The lines needed are those from the start of the records through the line holding "print its rows.", each copied exactly.

Given data: Begin

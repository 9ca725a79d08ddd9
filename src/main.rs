use std::sync::Arc;

use anyhow::Context;
use clap::{Parser, Subcommand};
use comfy_table::{ContentArrangement, Table, presets::UTF8_FULL};
use configuration::{Config, LogFormat};
use core_types::{QueryLogEntry, ReportResult};
use database::catalog::ParamDefault;
use database::{ParamKind, QueryLogger, RequestContext, query_log, reports};

/// Caller label recorded in the query log for statements issued from the command line.
const CLI_CALLER: &str = "cli";

/// The main entry point for the crowdfunding tracker.
#[tokio::main]
async fn main() {
    // A missing .env file is fine; every setting has a default or an environment override.
    dotenvy::dotenv().ok();

    let cli = Cli::parse();
    if let Err(e) = run(cli).await {
        eprintln!("Error: {e:#}");
        std::process::exit(1);
    }
}

// ==============================================================================
// CLI Structure
// ==============================================================================

/// Reporting and query layer for the crowdfunding tracker database.
#[derive(Parser)]
#[command(author, version, about, long_about = None)]
struct Cli {
    /// Path to the TOML configuration file.
    #[arg(long, global = true, default_value = "config.toml")]
    config: String,

    /// Overrides the log output style from the configuration file.
    #[arg(long, global = true, value_enum)]
    log_format: Option<LogFormat>,

    #[command(subcommand)]
    command: Commands,
}

#[derive(Subcommand)]
enum Commands {
    /// Apply migrations and serve the HTTP API.
    Serve,
    /// Apply pending database migrations and exit.
    Migrate,
    /// List the available reports and their parameters.
    Reports,
    /// Run one report and print its rows.
    Report(ReportArgs),
    /// Inspect or prune the statement log.
    #[command(subcommand)]
    QueryLog(QueryLogCommand),
}

#[derive(Parser)]
struct ReportArgs {
    /// The report name (see `reports`), e.g. "top-donors".
    name: String,

    /// A report parameter as NAME=VALUE. May be repeated.
    #[arg(short = 'p', long = "param", value_parser = parse_param)]
    params: Vec<(String, String)>,

    /// Print the result as JSON instead of a table.
    #[arg(long)]
    json: bool,
}

#[derive(Subcommand)]
enum QueryLogCommand {
    /// The most recent log entries.
    Recent {
        #[arg(long, default_value_t = 20)]
        limit: u32,
    },
    /// Aggregates per statement type and per caller.
    Stats,
    /// Entries whose statement text contains TERM.
    Search {
        term: String,
        #[arg(long, default_value_t = 50)]
        limit: u32,
    },
    /// Delete entries older than the given number of days.
    Prune {
        #[arg(long, default_value_t = 30)]
        days: u32,
    },
}

fn parse_param(raw: &str) -> Result<(String, String), String> {
    let (name, value) = raw
        .split_once('=')
        .ok_or_else(|| format!("expected NAME=VALUE, got '{raw}'"))?;
    let name = name.trim();
    if name.is_empty() {
        return Err(format!("missing parameter name in '{raw}'"));
    }
    Ok((name.to_string(), value.to_string()))
}

// ==============================================================================
// Command Logic
// ==============================================================================

async fn run(cli: Cli) -> anyhow::Result<()> {
    let mut config = configuration::load_config_from(&cli.config)
        .with_context(|| format!("Failed to load configuration from {}", cli.config))?;
    if let Some(format) = cli.log_format {
        config.logging.format = format;
    }
    let _guard = configuration::init_tracing(&config.logging)?;

    match cli.command {
        Commands::Serve => web_server::run_server(&config).await,
        Commands::Migrate => {
            let pool = database::connect(&config.database).await?;
            database::run_migrations(&pool).await?;
            tracing::info!(database = %config.database.name, "Migrations applied");
            println!("Migrations applied.");
            Ok(())
        }
        Commands::Reports => {
            print_catalog();
            Ok(())
        }
        Commands::Report(args) => handle_report(&config, args).await,
        Commands::QueryLog(command) => handle_query_log(&config, command).await,
    }
}

/// Connects and builds the execution context shared by every statement of one invocation.
async fn cli_context(config: &Config) -> anyhow::Result<RequestContext> {
    let pool = database::connect(&config.database).await?;
    let logger = Arc::new(QueryLogger::mysql(pool.clone(), config.query_log.enabled));
    let session = uuid::Uuid::new_v4().to_string();
    Ok(RequestContext::new(pool, logger, session, CLI_CALLER))
}

async fn handle_report(config: &Config, args: ReportArgs) -> anyhow::Result<()> {
    // Fail on a typo before touching the database.
    let report = reports::find(&args.name)
        .ok_or_else(|| anyhow::anyhow!("Unknown report '{}'. Run `reports` for the list.", args.name))?;
    let params = report.parse(args.params.iter().map(|(k, v)| (k.as_str(), v.as_str())))?;

    let ctx = cli_context(config).await?;
    let result = reports::run_with(&ctx, report, params).await?;
    tracing::info!(
        report = report.name,
        rows = result.len(),
        session = ctx.session_id(),
        caller = CLI_CALLER,
        "Report finished"
    );

    if args.json {
        println!("{}", serde_json::to_string_pretty(&result)?);
    } else {
        println!("{}", report.title);
        println!("{}", result_table(&result));
        println!("{} row(s)", result.len());
    }
    Ok(())
}

async fn handle_query_log(config: &Config, command: QueryLogCommand) -> anyhow::Result<()> {
    let ctx = cli_context(config).await?;
    tracing::debug!(session = ctx.session_id(), caller = CLI_CALLER, "Connected");
    match command {
        QueryLogCommand::Recent { limit } => {
            let entries = query_log::recent(&ctx, limit).await?;
            println!("{}", entries_table(&entries));
        }
        QueryLogCommand::Stats => {
            println!("By statement type");
            println!("{}", result_table(&query_log::stats_by_type(&ctx).await?));
            println!("By caller");
            println!("{}", result_table(&query_log::stats_by_caller(&ctx).await?));
            let stats = ctx.logger().stats();
            println!(
                "This run: {} written, {} failed writes",
                stats.written, stats.failures
            );
        }
        QueryLogCommand::Search { term, limit } => {
            let entries = query_log::search(&ctx, &term, limit).await?;
            println!("{}", entries_table(&entries));
            println!("{} match(es)", entries.len());
        }
        QueryLogCommand::Prune { days } => {
            let deleted = query_log::prune(&ctx, days).await?;
            println!("Deleted {deleted} entries older than {days} day(s).");
        }
    }
    Ok(())
}

// ==============================================================================
// Rendering
// ==============================================================================

fn new_table() -> Table {
    let mut table = Table::new();
    table
        .load_preset(UTF8_FULL)
        .set_content_arrangement(ContentArrangement::Dynamic);
    table
}

fn result_table(result: &ReportResult) -> Table {
    let mut table = new_table();
    table.set_header(result.columns.iter().map(String::as_str));
    for row in &result.rows {
        table.add_row(result.columns.iter().map(|column| {
            row.get(column)
                .map(ToString::to_string)
                .unwrap_or_default()
        }));
    }
    table
}

fn entries_table(entries: &[QueryLogEntry]) -> Table {
    let mut table = new_table();
    table.set_header(vec!["id", "executed at", "type", "caller", "seconds", "rows", "statement"]);
    for entry in entries {
        table.add_row(vec![
            entry.id.to_string(),
            entry.executed_at.format("%Y-%m-%d %H:%M:%S").to_string(),
            entry.query_type.clone(),
            entry.caller.clone(),
            format!("{:.6}", entry.elapsed_seconds),
            entry.affected_rows.to_string(),
            entry.query_text.clone(),
        ]);
    }
    table
}

fn print_catalog() {
    let mut table = new_table();
    table.set_header(vec!["report", "title", "parameters"]);
    for report in reports::REPORTS {
        let params = report
            .params
            .iter()
            .map(|spec| {
                let kind = match spec.kind {
                    ParamKind::Int { min, max } => format!("int {min}..={max}"),
                    ParamKind::Text { max_len } => format!("text <= {max_len}"),
                    ParamKind::Date => "date".to_string(),
                };
                match spec.default {
                    ParamDefault::Required => format!("{} ({kind}, required)", spec.name),
                    ParamDefault::Null => format!("{} ({kind}, optional)", spec.name),
                    ParamDefault::Int(v) => format!("{} ({kind}, default {v})", spec.name),
                }
            })
            .collect::<Vec<_>>()
            .join("\n");
        table.add_row(vec![report.name, report.title, params.as_str()]);
    }
    println!("{table}");
}
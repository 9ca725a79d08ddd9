//! Incremental statement construction for optional filters and partial updates.
//!
//! Builders only ever append fixed SQL fragments chosen by the code; every user-supplied
//! value is recorded as a bound parameter.

use crate::error::DbError;
use crate::statement::{Params, Statement};
use core_types::{QueryKind, SqlValue};

/// Escapes LIKE wildcards so the term matches literally.
pub fn like_pattern(term: &str) -> String {
    let mut pattern = String::with_capacity(term.len() + 2);
    pattern.push('%');
    for c in term.chars() {
        if matches!(c, '%' | '_' | '\\') {
            pattern.push('\\');
        }
        pattern.push(c);
    }
    pattern.push('%');
    pattern
}

/// A `SELECT` with optional `WHERE` conditions, ordering and pagination.
#[derive(Debug, Clone)]
pub struct QueryBuilder {
    base: String,
    conditions: Vec<&'static str>,
    params: Params,
    order_by: Option<&'static str>,
    page: Option<(u32, u32)>,
    kind: Option<QueryKind>,
}

impl QueryBuilder {
    pub fn new(base: impl Into<String>) -> Self {
        Self {
            base: base.into(),
            conditions: Vec::new(),
            params: Params::new(),
            order_by: None,
            page: None,
            kind: None,
        }
    }

    /// Adds a condition whose `:placeholder` is `name`.
    pub fn filter(mut self, condition: &'static str, name: &str, value: impl Into<SqlValue>) -> Self {
        self.conditions.push(condition);
        self.params.insert(name, value);
        self
    }

    /// Adds the condition only when a value is present.
    pub fn filter_opt<T: Into<SqlValue>>(
        self,
        condition: &'static str,
        name: &str,
        value: Option<T>,
    ) -> Self {
        match value {
            Some(value) => self.filter(condition, name, value),
            None => self,
        }
    }

    /// Adds a condition that carries no parameter.
    pub fn condition(mut self, condition: &'static str) -> Self {
        self.conditions.push(condition);
        self
    }

    /// Binds an extra parameter used by a condition that references it more than once.
    pub fn param(mut self, name: &str, value: impl Into<SqlValue>) -> Self {
        self.params.insert(name, value);
        self
    }

    pub fn order_by(mut self, order: &'static str) -> Self {
        self.order_by = Some(order);
        self
    }

    pub fn paginate(mut self, limit: u32, offset: u32) -> Self {
        self.page = Some((limit, offset));
        self
    }

    pub fn tagged(mut self, kind: QueryKind) -> Self {
        self.kind = Some(kind);
        self
    }

    pub fn build(self) -> Statement {
        let mut sql = self.base;
        if !self.conditions.is_empty() {
            sql.push_str(" WHERE ");
            sql.push_str(&self.conditions.join(" AND "));
        }
        if let Some(order) = self.order_by {
            sql.push_str(" ORDER BY ");
            sql.push_str(order);
        }

        let mut params = self.params;
        if let Some((limit, offset)) = self.page {
            sql.push_str(" LIMIT :limit OFFSET :offset");
            params.insert("limit", limit);
            params.insert("offset", offset);
        }

        let stmt = Statement::new(sql).with_params(params);
        match self.kind {
            Some(kind) => stmt.tagged(kind),
            None => stmt,
        }
    }
}

/// An `UPDATE` limited to a fixed set of columns.
#[derive(Debug, Clone)]
pub struct UpdateBuilder {
    table: &'static str,
    allowed: &'static [&'static str],
    columns: Vec<&'static str>,
    params: Params,
}

impl UpdateBuilder {
    pub fn new(table: &'static str, allowed: &'static [&'static str]) -> Self {
        Self {
            table,
            allowed,
            columns: Vec::new(),
            params: Params::new(),
        }
    }

    /// Sets a column. Columns outside the allowed list are rejected.
    pub fn set(mut self, column: &str, value: impl Into<SqlValue>) -> Result<Self, DbError> {
        let column = self
            .allowed
            .iter()
            .copied()
            .find(|allowed| *allowed == column)
            .ok_or_else(|| DbError::invalid(column, "column cannot be updated"))?;
        if !self.columns.contains(&column) {
            self.columns.push(column);
        }
        self.params.insert(column, value);
        Ok(self)
    }

    /// Sets a column only when a value is present.
    pub fn set_opt<T: Into<SqlValue>>(self, column: &str, value: Option<T>) -> Result<Self, DbError> {
        match value {
            Some(value) => self.set(column, value),
            None => Ok(self),
        }
    }

    pub fn is_empty(&self) -> bool {
        self.columns.is_empty()
    }

    /// Finishes the statement, keyed on `key_column = :key_column`.
    ///
    /// An update with nothing to set is rejected.
    pub fn build(self, key_column: &'static str, key: impl Into<SqlValue>) -> Result<Statement, DbError> {
        if self.columns.is_empty() {
            return Err(DbError::invalid(key_column, "no updatable fields were supplied"));
        }
        if self.columns.contains(&key_column) {
            return Err(DbError::invalid(key_column, "key column cannot be updated"));
        }

        let assignments = self
            .columns
            .iter()
            .map(|column| format!("{column} = :{column}"))
            .collect::<Vec<_>>()
            .join(", ");
        let sql = format!(
            "UPDATE {} SET {assignments} WHERE {key_column} = :{key_column}",
            self.table
        );

        let mut params = self.params;
        params.insert(key_column, key);
        Ok(Statement::new(sql).with_params(params))
    }
}
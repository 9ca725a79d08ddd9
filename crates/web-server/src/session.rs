use axum::{async_trait, extract::FromRequestParts, http::request::Parts};
use std::convert::Infallible;

pub const SESSION_HEADER: &str = "x-session-id";

// Width of `Query_Log.user_session`.
const MAX_SESSION_LEN: usize = 128;

/// The caller's session id, taken from the `x-session-id` header or freshly generated.
#[derive(Debug, Clone, PartialEq, Eq)]
pub struct Session(pub String);

impl Session {
    pub fn from_header(value: Option<&str>) -> Self {
        let id = value
            .map(str::trim)
            .filter(|id| !id.is_empty() && id.len() <= MAX_SESSION_LEN)
            .map(str::to_string)
            .unwrap_or_else(|| uuid::Uuid::new_v4().to_string());
        Session(id)
    }

    pub fn id(&self) -> &str {
        &self.0
    }
}

#[async_trait]
impl<S: Send + Sync> FromRequestParts<S> for Session {
    type Rejection = Infallible;

    async fn from_request_parts(parts: &mut Parts, _state: &S) -> Result<Self, Self::Rejection> {
        let header = parts
            .headers
            .get(SESSION_HEADER)
            .and_then(|value| value.to_str().ok());
        Ok(Session::from_header(header))
    }
}

#[cfg(test)]
mod tests {
    use super::*;

    #[test]
    fn header_value_is_kept() {
        assert_eq!(Session::from_header(Some(" abc-123 ")).id(), "abc-123");
    }

    #[test]
    fn missing_or_oversized_header_gets_a_fresh_id() {
        let generated = Session::from_header(None);
        assert!(uuid::Uuid::parse_str(generated.id()).is_ok());

        let long = "x".repeat(MAX_SESSION_LEN + 1);
        assert_ne!(Session::from_header(Some(&long)).id(), long);
        assert_ne!(Session::from_header(Some("  ")).id(), "");
    }
}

Given data: End

*Task response*.
repository 9ca725a79d08ddd9
filename src/main.rs
use std::sync::Arc;

use anyhow::Context;
use clap::{Parser, Subcommand};
use comfy_table::{ContentArrangement, Table, presets::UTF8_FULL};
use configuration::{Config, LogFormat};
use core_types::{QueryLogEntry, ReportResult};
use database::catalog::ParamDefault;
use database::{ParamKind, QueryLogger, RequestContext, query_log, reports};

/// Caller label recorded in the query log for statements issued from the command line.
const CLI_CALLER: &str = "cli";

/// The main entry point for the crowdfunding tracker.
#[tokio::main]
async fn main() {
    // A missing .env file is fine; every setting has a default or an environment override.
    dotenvy::dotenv().ok();

    let cli = Cli::parse();
    if let Err(e) = run(cli).await {
        eprintln!("Error: {e:#}");
        std::process::exit(1);
    }
}

// ==============================================================================
// CLI Structure
// ==============================================================================

/// Reporting and query layer for the crowdfunding tracker database.
#[derive(Parser)]
#[command(author, version, about, long_about = None)]
struct Cli {
    /// Path to the TOML configuration file.
    #[arg(long, global = true, default_value = "config.toml")]
    config: String,

    /// Overrides the log output style from the configuration file.
    #[arg(long, global = true, value_enum)]
    log_format: Option<LogFormat>,

    #[command(subcommand)]
    command: Commands,
}

#[derive(Subcommand)]
enum Commands {
    /// Apply migrations and serve the HTTP API.
    Serve,
    /// Apply pending database migrations and exit.
    Migrate,
    /// List the available reports and their parameters.
    Reports,
    /// Run one report and print its rows.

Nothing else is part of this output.